Saved entries
====
use std::sync::OnceLock;

use argon2::password_hash::rand_core::OsRng;
use argon2::password_hash::{PasswordHash, PasswordHasher, PasswordVerifier, SaltString};
use argon2::{Algorithm, Argon2, Params, Version};

// ============================================================================
// Password Hashing - Argon2id
// ============================================================================

pub struct Passwords {
    argon2: Argon2<'static>,
    dummy_hash: OnceLock<String>,
}

impl Default for Passwords {
    fn default() -> Self {
        Self::with_params(Params::default())
    }
}

impl Passwords {
    pub fn with_params(params: Params) -> Self {
        Self {
            argon2: Argon2::new(Algorithm::Argon2id, Version::V0x13, params),
            dummy_hash: OnceLock::new(),
        }
    }

    /// Cheap parameters so test suites do not spend seconds per hash
    #[cfg(test)]
    pub fn fast() -> Self {
        match Params::new(Params::MIN_M_COST * 8, 1, 1, None) {
            Ok(params) => Self::with_params(params),
            Err(_) => Self::default(),
        }
    }

    /// Hash into a PHC string that embeds algorithm, parameters and salt
    pub fn hash(&self, password: &str) -> anyhow::Result<String> {
        let salt = SaltString::generate(&mut OsRng);
        self.argon2
            .hash_password(password.as_bytes(), &salt)
            .map(|hash| hash.to_string())
            .map_err(|e| anyhow::anyhow!("Password hashing failed: {e}"))
    }

    /// Malformed stored hashes verify as `false`
    pub fn verify(&self, password: &str, hash: &str) -> bool {
        let parsed = match PasswordHash::new(hash) {
            Ok(parsed) => parsed,
            Err(e) => {
                tracing::warn!(error = %e, "Stored password hash is not a valid PHC string");
                return false;
            }
        };
        self.argon2
            .verify_password(password.as_bytes(), &parsed)
            .is_ok()
    }

    /// Hash compared against when the account does not exist, so unknown
    /// emails cost the same verification work as known ones
    pub fn dummy_hash(&self) -> &str {
        self.dummy_hash.get_or_init(|| {
            self.hash("dummy-password-for-timing").unwrap_or_default()
        })
    }
}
====
→ ABOUT THIS EXERCISE: Only an exact copy of the entries above will do.

→ RESPONSE TO THIS TASK:
use std::sync::OnceLock;

use argon2::password_hash::rand_core::OsRng;
use argon2::password_hash::{PasswordHash, PasswordHasher, PasswordVerifier, SaltString};
use argon2::{Algorithm, Argon2, Params, Version};

// ============================================================================
// Password Hashing - Argon2id
// ============================================================================

pub struct Passwords {
    argon2: Argon2<'static>,
    dummy_hash: OnceLock<String>,
}

impl Default for Passwords {
    fn default() -> Self {
        Self::with_params(Params::default())
    }
}

impl Passwords {
    pub fn with_params(params: Params) -> Self {
        Self {
            argon2: Argon2::new(Algorithm::Argon2id, Version::V0x13, params),
            dummy_hash: OnceLock::new(),
        }
    }

    /// Cheap parameters so test suites do not spend seconds per hash
    #[cfg(test)]
    pub fn fast() -> Self {
        match Params::new(Params::MIN_M_COST * 8, 1, 1, None) {
            Ok(params) => Self::with_params(params),
            Err(_) => Self::default(),
        }
    }

    /// Hash into a PHC string that embeds algorithm, parameters and salt
    pub fn hash(&self, password: &str) -> anyhow::Result<String> {
        let salt = SaltString::generate(&mut OsRng);
        self.argon2
            .hash_password(password.as_bytes(), &salt)
            .map(|hash| hash.to_string())
            .map_err(|e| anyhow::anyhow!("Password hashing failed: {e}"))
    }

    /// Malformed stored hashes verify as `false`
    pub fn verify(&self, password: &str, hash: &str) -> bool {
        let parsed = match PasswordHash::new(hash) {
            Ok(parsed) => parsed,
            Err(e) => {
                tracing::warn!(error = %e, "Stored password hash is not a valid PHC string");
                return false;
            }
        };
        self.argon2
            .verify_password(password.as_bytes(), &parsed)
            .is_ok()
    }

    /// Hash compared against when the account does not exist, so unknown
    /// emails cost the same verification work as known ones
    pub fn dummy_hash(&self) -> &str {
        self.dummy_hash.get_or_init(|| {
            self.hash("dummy-password-for-timing").unwrap_or_default()
        })
    }
}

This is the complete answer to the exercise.